Lo indígena acabó por ofrecer un soporte simbólico a la experiencia de la diáspora, así en las obras del trotskista gallego Eugenio F. Granell como El Indio Tupinamba (1959) o en su serie de «cabezas» indígenas, de clara matriz picassiana, donde lo mesoamericano viene a ocupar el lugar de lo negro. Esta sensibilidad mestiza organiza su colección de máscaras caribeñas: vinculadas a rituales sincréticos, a través de ellas lo pagano europeo se reencuentra con lo indígena americano en la periferia del ritual católico. Destaca la careta guatemalteca llamada del «Moro Muza», máscara a su vez enmascarada que hace a los mayas herederos imprevistos de lo musulmán expulsado de la península. Estas máscaras son primas de otras, las de las fiestas de «moros y cristianos» que estructuran el Carnaval de Huejotzingo, filmado en 1958 por Fernando Gamboa y Manuel Barbachano Ponce, o de los atavíos de las danzas concheras pintadas por Antonio Rodríguez Luna.
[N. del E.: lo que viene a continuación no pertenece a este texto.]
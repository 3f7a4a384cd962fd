use super::args::{Cli, Commands, GenerateArgs, ReviewAction, SettingsAction, TextbookAction};
use super::practice::run_practice;
use super::print::{
    print_board, print_dashboard, print_messages, print_question_list, print_settings,
    print_textbooks,
};
use licenprep::api::{validate_settings, CmdMessage, LicenPrepApi};
use licenprep::config::{self, AppConfig};
use licenprep::error::{LicenPrepError, Result};
use licenprep::faculty::Bucket;
use licenprep::generation::{GenerateRequest, HttpGenerator};
use licenprep::model::{SettingsUpdate, TextbookStatus, Theme};
use licenprep::state::AppState;
use licenprep::store::fs_backend::FsBackend;
use std::path::PathBuf;
use tracing::info;

type CliApi = LicenPrepApi<FsBackend, HttpGenerator>;

struct AppContext {
    api: CliApi,
    data_dir: PathBuf,
    config: AppConfig,
}

pub(super) fn dispatch(cli: Cli) -> Result<()> {
    let mut ctx = init_context()?;

    match cli.command {
        Some(Commands::Dashboard) | None => handle_dashboard(&ctx),
        Some(Commands::Textbooks { action }) => handle_textbooks(&mut ctx, action),
        Some(Commands::Practice) => handle_practice(&mut ctx),
        Some(Commands::Generate(args)) => handle_generate(&mut ctx, args),
        Some(Commands::Review { action }) => handle_review(&mut ctx, action),
        Some(Commands::Settings { action }) => handle_settings(&mut ctx, action),
    }
}

fn init_context() -> Result<AppContext> {
    let data_dir: PathBuf = config::data_dir()?;
    let config = AppConfig::load(&data_dir)?.with_env_overrides();
    info!(data_dir = %data_dir.display(), api = %config.api_base_url, "starting");

    let backend = FsBackend::new(data_dir.clone());
    let state = AppState::load(backend, config.storage_key.clone())?;
    let generator =
        HttpGenerator::with_timeout(config.api_base_url.clone(), config.request_timeout())?;

    Ok(AppContext {
        api: LicenPrepApi::new(state, generator),
        data_dir,
        config,
    })
}

fn handle_dashboard(ctx: &AppContext) -> Result<()> {
    print_dashboard(&ctx.api.dashboard());
    Ok(())
}

fn handle_textbooks(ctx: &mut AppContext, action: Option<TextbookAction>) -> Result<()> {
    match action.unwrap_or(TextbookAction::List) {
        TextbookAction::List => {
            print_textbooks(ctx.api.state().textbooks());
        }
        TextbookAction::Add { path, title } => {
            let result = ctx.api.register_textbook(&path, title.as_deref())?;
            print_messages(&result.messages);
        }
        TextbookAction::Status { id, status } => {
            let status: TextbookStatus = status.parse().map_err(LicenPrepError::Validation)?;
            let result = ctx.api.set_textbook_status(&id, status);
            print_messages(&result.messages);
        }
    }
    Ok(())
}

fn handle_practice(ctx: &mut AppContext) -> Result<()> {
    let stdin = std::io::stdin();
    run_practice(&mut ctx.api, stdin.lock())
}

fn handle_generate(ctx: &mut AppContext, args: GenerateArgs) -> Result<()> {
    let request = GenerateRequest::new(args.category)
        .with_query(args.query)
        .with_k(args.k)
        .with_num_questions(args.num_questions);

    println!("Generating questions for {}...", request.category);
    let result = ctx.api.generate_quiz(&request)?;
    print_question_list(&result.affected_questions);
    print_messages(&result.messages);
    Ok(())
}

fn handle_review(ctx: &mut AppContext, action: Option<ReviewAction>) -> Result<()> {
    match action.unwrap_or(ReviewAction::List { bucket: None }) {
        ReviewAction::List { bucket } => {
            let only = bucket.as_deref().map(parse_bucket).transpose()?;
            print_board(ctx.api.state().faculty(), only);
        }
        ReviewAction::Move { id, from, to } => {
            let result = ctx.api.move_question(&id, parse_bucket(&from)?, parse_bucket(&to)?);
            print_messages(&result.messages);
        }
        ReviewAction::ApproveAll => {
            let result = ctx.api.approve_all();
            print_question_list(&result.affected_questions);
            print_messages(&result.messages);
        }
    }
    Ok(())
}

fn handle_settings(ctx: &mut AppContext, action: Option<SettingsAction>) -> Result<()> {
    match action.unwrap_or(SettingsAction::Show) {
        SettingsAction::Show => print_settings(ctx.api.state().settings(), &ctx.config),
        SettingsAction::Set {
            model,
            budget,
            theme,
            api_url,
            timeout,
        } => {
            let theme = theme
                .as_deref()
                .map(|t| t.parse::<Theme>())
                .transpose()
                .map_err(LicenPrepError::Validation)?;
            let update = SettingsUpdate {
                model_tier: model,
                token_budget: budget,
                theme,
            };
            validate_settings(&update)?;

            let service_changed = api_url.is_some() || timeout.is_some();
            if service_changed {
                // Start from the file, not the env-overridden config in ctx.
                let mut stored = AppConfig::load(&ctx.data_dir)?;
                if let Some(url) = api_url.as_deref() {
                    stored.set_api_base_url(url);
                }
                if let Some(secs) = timeout {
                    stored.request_timeout_secs = (secs > 0).then_some(secs);
                }
                stored.save(&ctx.data_dir)?;
                print_messages(&[CmdMessage::success(format!(
                    "Generation service set to {}",
                    stored.api_base_url
                ))]);
            }

            if !update.is_empty() || !service_changed {
                let result = ctx.api.submit_settings(update)?;
                print_messages(&result.messages);
            }
        }
    }
    Ok(())
}

fn parse_bucket(s: &str) -> Result<Bucket> {
    s.parse().map_err(LicenPrepError::Validation)
}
Para todos, las máscaras serán el espacio de negociación que le queda a un rostro que ya no puede reconocerse en su reflejo.
Amparo Segarra y Granell alimentan al tiempo un fichero temático, verdadera «enciclopedia de la diáspora». De las matanzas indígenas en Estados Unidos a las danzas mestizas del Caribe, de las pinturas «tribales» del pacifismo sesentayochista a la retirada de las estatuas de Colón, de los ingenios azucareros cubanos a las nuevas formas de esclavitud contemporánea, las categorías que les interesan ponen en contacto a todos «los otros» de los distintos proyectos de dominio e imperio modernos, testimoniando al tiempo su resistencia y supervivencia a los mismos.